Question

Let R(A,B,C,D,E) be a relation with FDs F = {AB-CD, A-E, C-D, D-E} The decomposition of Rinto R1(A, B, C), R2(B, C, D) and R3(C, D, E) is 2 Points) Select one: Lossless and Dependency Preserving. Lossy and Not Dependency Preserving. Lossless and Not Dependency Preserving.
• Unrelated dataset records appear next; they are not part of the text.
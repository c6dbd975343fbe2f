// Report model and rendering

use crate::authority::authority_bar;
use crate::diagnostics::RunDiagnostics;
use crate::model::{
    AnchorContext, AnnotatedDomain, ComparisonResult, DomainProfile, Entity, ScoredUrl,
    SharedDomain, TwiceRemovedPath, TwiceRemovedSummary,
};
use crate::run::Mode;
use chrono::{DateTime, Utc};
use colored::Colorize;
use serde::Serialize;
use std::fs::File;
use std::io::Write;
use std::path::Path;

const RULE: &str = "━━━━━━━━━━━━━━━━━━━━━━━━━━━━━━━━━━━━━━━━━━━━━━━━━━━━━━━━━━━━━━━━━━━━━━━━━━━━━━";
const THIN_RULE: &str = "────────────────────────────────────────────────────────────────────────────────";

#[derive(Debug, Clone, Copy, PartialEq, Eq)]
pub enum ReportFormat {
    Text,
    Json,
}

impl ReportFormat {
    pub fn from_str(s: &str) -> Option<Self> {
        match s.to_lowercase().as_str() {
            "text" | "txt" => Some(ReportFormat::Text),
            "json" => Some(ReportFormat::Json),
            _ => None,
        }
    }
}

/// Combination-search outcome for one domain.
#[derive(Debug, Clone, PartialEq, Serialize)]
pub struct EntitySearchResult {
    pub domain: String,
    pub entities: Vec<Entity>,
    pub queries: usize,
    pub results: Vec<ScoredUrl>,
}

#[derive(Debug, Clone, PartialEq, Serialize)]
pub struct SharedDomainsResult {
    pub target: DomainProfile,
    pub domains: Vec<SharedDomain>,
}

#[derive(Debug, Clone, PartialEq, Serialize)]
pub struct TwiceRemovedResult {
    pub target: DomainProfile,
    pub paths: Vec<TwiceRemovedPath>,
    pub summary: Vec<TwiceRemovedSummary>,
}

#[derive(Debug, Clone, PartialEq, Serialize)]
pub struct AnchorResult {
    pub target: String,
    #[serde(skip_serializing_if = "Option::is_none")]
    pub referrer: Option<String>,
    #[serde(skip_serializing_if = "Option::is_none")]
    pub term: Option<String>,
    pub anchors: Vec<AnchorContext>,
}

#[derive(Debug, Clone, PartialEq, Serialize)]
#[serde(tag = "kind", content = "results", rename_all = "kebab-case")]
pub enum Findings {
    CombinationSearch(Vec<EntitySearchResult>),
    SimilarProfile(Vec<SharedDomainsResult>),
    CoLinked(Vec<SharedDomainsResult>),
    TwiceRemoved(Vec<TwiceRemovedResult>),
    Compare(Box<ComparisonResult>),
    Anchors(Vec<AnchorResult>),
}

impl Findings {
    /// Number of reported items (URLs, domains, paths or anchors).
    pub fn len(&self) -> usize {
        match self {
            Findings::CombinationSearch(r) => r.iter().map(|d| d.results.len()).sum(),
            Findings::SimilarProfile(r) | Findings::CoLinked(r) => {
                r.iter().map(|t| t.domains.len()).sum()
            }
            Findings::TwiceRemoved(r) => r.iter().map(|t| t.paths.len()).sum(),
            Findings::Compare(c) => c.common_backlinks.len() + c.common_outlinks.len(),
            Findings::Anchors(r) => r.iter().map(|t| t.anchors.len()).sum(),
        }
    }

    pub fn is_empty(&self) -> bool {
        self.len() == 0
    }
}

#[derive(Debug, Clone, PartialEq, Serialize)]
pub struct Report {
    pub mode: Mode,
    pub targets: Vec<String>,
    pub generated_at: DateTime<Utc>,
    pub findings: Findings,
    pub diagnostics: RunDiagnostics,
}

impl Report {
    pub fn new(mode: Mode, targets: Vec<String>, findings: Findings, diagnostics: RunDiagnostics) -> Self {
        Self {
            mode,
            targets,
            generated_at: Utc::now(),
            findings,
            diagnostics,
        }
    }

    /// An empty result is a valid outcome, not an error.
    pub fn is_empty(&self) -> bool {
        self.findings.is_empty()
    }
}

fn section(report: &mut String, title: &str) {
    report.push_str(RULE);
    report.push('\n');
    report.push_str(&format!("{}\n", title.bold()));
    report.push_str(RULE);
    report.push_str("\n\n");
}

fn authority_cell(outlink_count: Option<u64>, authority: Option<u8>) -> String {
    match (outlink_count, authority) {
        (Some(count), Some(score)) => format!("{} {:>2}/10  {} outlinks", authority_bar(score), score, count),
        _ => "authority unknown".dimmed().to_string(),
    }
}

fn write_profile(report: &mut String, profile: &DomainProfile) {
    report.push_str(&format!("## {}\n", profile.domain.bright_white().bold()));
    report.push_str(&format!(
        "  Referrers: {}   Outlinks: {}   {}\n\n",
        profile.referrers.len(),
        profile.outlinks.len(),
        authority_cell(profile.outlink_count, profile.authority)
    ));
}

fn write_shared(report: &mut String, results: &[SharedDomainsResult], label: &str) {
    for result in results {
        write_profile(report, &result.target);
        if result.domains.is_empty() {
            report.push_str(&format!("  No {} found\n\n", label));
            continue;
        }
        for shared in &result.domains {
            report.push_str(&format!(
                "  {:>4}  {}\n",
                shared.count.to_string().green(),
                shared.domain
            ));
            report.push_str(&format!("        via {}\n", shared.via.join(", ").dimmed()));
        }
        report.push('\n');
    }
}

fn write_search(report: &mut String, results: &[EntitySearchResult]) {
    for result in results {
        report.push_str(&format!("## {}\n", result.domain.bright_white().bold()));
        let names: Vec<&str> = result.entities.iter().map(|e| e.name.as_str()).collect();
        report.push_str(&format!("  Entities ({}): {}\n", names.len(), names.join(", ")));
        report.push_str(&format!("  Queries:  {}\n\n", result.queries));

        if result.results.is_empty() {
            report.push_str("  No co-occurrence evidence found\n\n");
            continue;
        }
        for (idx, scored) in result.results.iter().enumerate() {
            report.push_str(&format!(
                "  [{}] {} {}\n",
                idx + 1,
                format!("score {}", scored.score).green(),
                scored.url
            ));
            report.push_str(&format!("      engines: {}\n", scored.engines.join(", ")));
            for combination in &scored.combinations {
                report.push_str(&format!(
                    "      {} {}\n",
                    format!("w{}", combination.weight()).cyan(),
                    combination.members().join(" + ")
                ));
            }
            if let Some(snippet) = &scored.snippet {
                report.push_str(&format!("      {}\n", snippet.dimmed()));
            }
        }
        report.push('\n');
    }
}

fn write_twice_removed(report: &mut String, results: &[TwiceRemovedResult]) {
    for result in results {
        write_profile(report, &result.target);
        if result.summary.is_empty() {
            report.push_str("  No twice-removed referrers found\n\n");
            continue;
        }
        for summary in &result.summary {
            report.push_str(&format!(
                "  {:>4}  {}\n",
                summary.paths.to_string().green(),
                summary.domain
            ));
            report.push_str(&format!(
                "        {} -> {{{}}} -> {}\n",
                summary.domain.dimmed(),
                summary.via.join(", ").dimmed(),
                result.target.domain.dimmed()
            ));
        }
        report.push('\n');
    }
}

fn write_annotated(report: &mut String, title: &str, domains: &[AnnotatedDomain]) {
    report.push_str(&format!("{} ({})\n", title.bold(), domains.len()));
    if domains.is_empty() {
        report.push_str("  none\n");
    }
    for domain in domains {
        report.push_str(&format!(
            "  {:<40} {}\n",
            domain.domain,
            authority_cell(domain.outlink_count, domain.authority)
        ));
    }
    report.push('\n');
}

fn write_anchors(report: &mut String, results: &[AnchorResult]) {
    for result in results {
        report.push_str(&format!("## {}\n", result.target.bright_white().bold()));
        if let Some(referrer) = &result.referrer {
            report.push_str(&format!("  Referrer: {}\n", referrer));
        }
        if let Some(term) = &result.term {
            report.push_str(&format!("  Filter:   {}\n", term));
        }
        report.push('\n');
        if result.anchors.is_empty() {
            report.push_str("  No matching anchors\n\n");
            continue;
        }
        for anchor in &result.anchors {
            let mut flags = Vec::new();
            if anchor.nofollow {
                flags.push("nofollow".yellow().to_string());
            }
            if let Some(first_seen) = anchor.first_seen {
                flags.push(format!("first seen {}", first_seen));
            }
            report.push_str(&format!("  {} {}\n", anchor.referrer.cyan(), flags.join("  ")));
            report.push_str(&format!(
                "    ...{} [{}] {}...\n",
                anchor.context_before,
                anchor.anchor_text.bold(),
                anchor.context_after
            ));
            report.push_str(&format!("  {}\n", THIN_RULE.dimmed()));
        }
        report.push('\n');
    }
}

fn write_diagnostics(report: &mut String, diagnostics: &RunDiagnostics) {
    section(report, "SOURCES");
    if diagnostics.is_clean() {
        report.push_str(&format!("  {}\n\n", "All sources answered".green()));
        return;
    }
    if diagnostics.cancelled {
        report.push_str(&format!("  {}\n", "Run cancelled: results are partial".yellow().bold()));
    }
    if !diagnostics.unavailable_sources.is_empty() {
        let sources: Vec<&str> = diagnostics
            .unavailable_sources
            .iter()
            .map(String::as_str)
            .collect();
        report.push_str(&format!("  {} {}\n", "Unavailable:".red(), sources.join(", ")));
    }
    for failure in &diagnostics.failures {
        report.push_str(&format!("    [{}] {}: {}\n", failure.source, failure.unit, failure.error));
    }
    if !diagnostics.limits_reached.is_empty() {
        report.push_str(&format!(
            "  {} {}\n",
            "Capped by provider:".yellow(),
            diagnostics
                .limits_reached
                .iter()
                .map(String::as_str)
                .collect::<Vec<_>>()
                .join(", ")
        ));
    }
    report.push('\n');
}

pub fn generate_text_report(data: &Report) -> String {
    let mut report = String::new();

    report.push_str(RULE);
    report.push('\n');
    report.push_str("                      LINKSCOUT RELATIONSHIP REPORT\n");
    report.push_str(RULE);
    report.push_str("\n\n");
    report.push_str(&format!("Mode:         {}\n", data.mode.as_str()));
    report.push_str(&format!("Targets:      {}\n", data.targets.join(", ")));
    report.push_str(&format!("Generated:    {}\n", data.generated_at.format("%Y-%m-%d %H:%M:%S UTC")));
    report.push_str(&format!("Findings:     {}\n\n", data.findings.len()));

    match &data.findings {
        Findings::CombinationSearch(results) => {
            section(&mut report, "ENTITY CO-OCCURRENCE");
            write_search(&mut report, results);
        }
        Findings::SimilarProfile(results) => {
            section(&mut report, "SIMILAR LINK PROFILES");
            write_shared(&mut report, results, "similar domains");
        }
        Findings::CoLinked(results) => {
            section(&mut report, "CO-LINKED DOMAINS");
            write_shared(&mut report, results, "co-linked domains");
        }
        Findings::TwiceRemoved(results) => {
            section(&mut report, "TWICE-REMOVED BACKLINKS");
            write_twice_removed(&mut report, results);
        }
        Findings::Compare(comparison) => {
            section(&mut report, "DOMAIN COMPARISON");
            report.push_str(&format!("Compared: {}\n\n", comparison.domains.join(", ")));
            write_annotated(&mut report, "Common backlinks", &comparison.common_backlinks);
            write_annotated(&mut report, "Common outlinks", &comparison.common_outlinks);
        }
        Findings::Anchors(results) => {
            section(&mut report, "ANCHOR CONTEXT");
            write_anchors(&mut report, results);
        }
    }

    write_diagnostics(&mut report, &data.diagnostics);

    report.push_str(RULE);
    report.push('\n');
    report.push_str("                            End of Report\n");
    report.push_str(RULE);
    report.push('\n');
    report.push_str("\nLink data is provider-sampled; counts are lower bounds.\n");
    report.push_str("Entity co-occurrence is a ranked heuristic, not proof of a relationship.\n\n");

    report
}

pub fn generate_json_report(data: &Report) -> Result<String, serde_json::Error> {
    let json_report = serde_json::json!({
        "report": {
            "metadata": {
                "generator": "linkscout",
                "version": env!("CARGO_PKG_VERSION"),
                "generated_at": data.generated_at.to_rfc3339(),
                "format": "json"
            },
            "mode": data.mode,
            "targets": data.targets,
            "summary": {
                "total_findings": data.findings.len(),
                "unavailable_sources": data.diagnostics.unavailable_sources,
                "cancelled": data.diagnostics.cancelled
            },
            "findings": data.findings,
            "diagnostics": data.diagnostics
        }
    });

    serde_json::to_string_pretty(&json_report)
}

pub fn save_report(content: &str, path: &Path) -> std::io::Result<()> {
    let mut file = File::create(path)?;
    file.write_all(content.as_bytes())?;
    Ok(())
}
Lossy and Dependency Preserving.

Answer 1

Correct Answer :

Lossy and Not Dependency Preserving

Reason :

• FDs = { AB ->CD ,A ->E , C ->D , D->E}
• Now , based on this dependies , the minimal cover will be :

1. A,B --> C
2. A --> E
3. C --> D
4. D --> E

• From this , on the RHS , only A,B is not missing .
• Now , taking {A,B}⁺ = {A,B,C,D,E} => AB is candidate key
• Now , relation R1(A,B,C) , FD set is AB->C.
• Now , relation R2(B,C,D) , FD set is C->D.
• Now , relation R3(C,D,E) , FD set is C->D,D->E.
• Here, A->E cannot be derived, hence the decomposition is not dependency preserving.
• Here, the common attribute in R1 and R2 is C, which is not the Candidate key in either of the relation, hence decomposition is not lossless.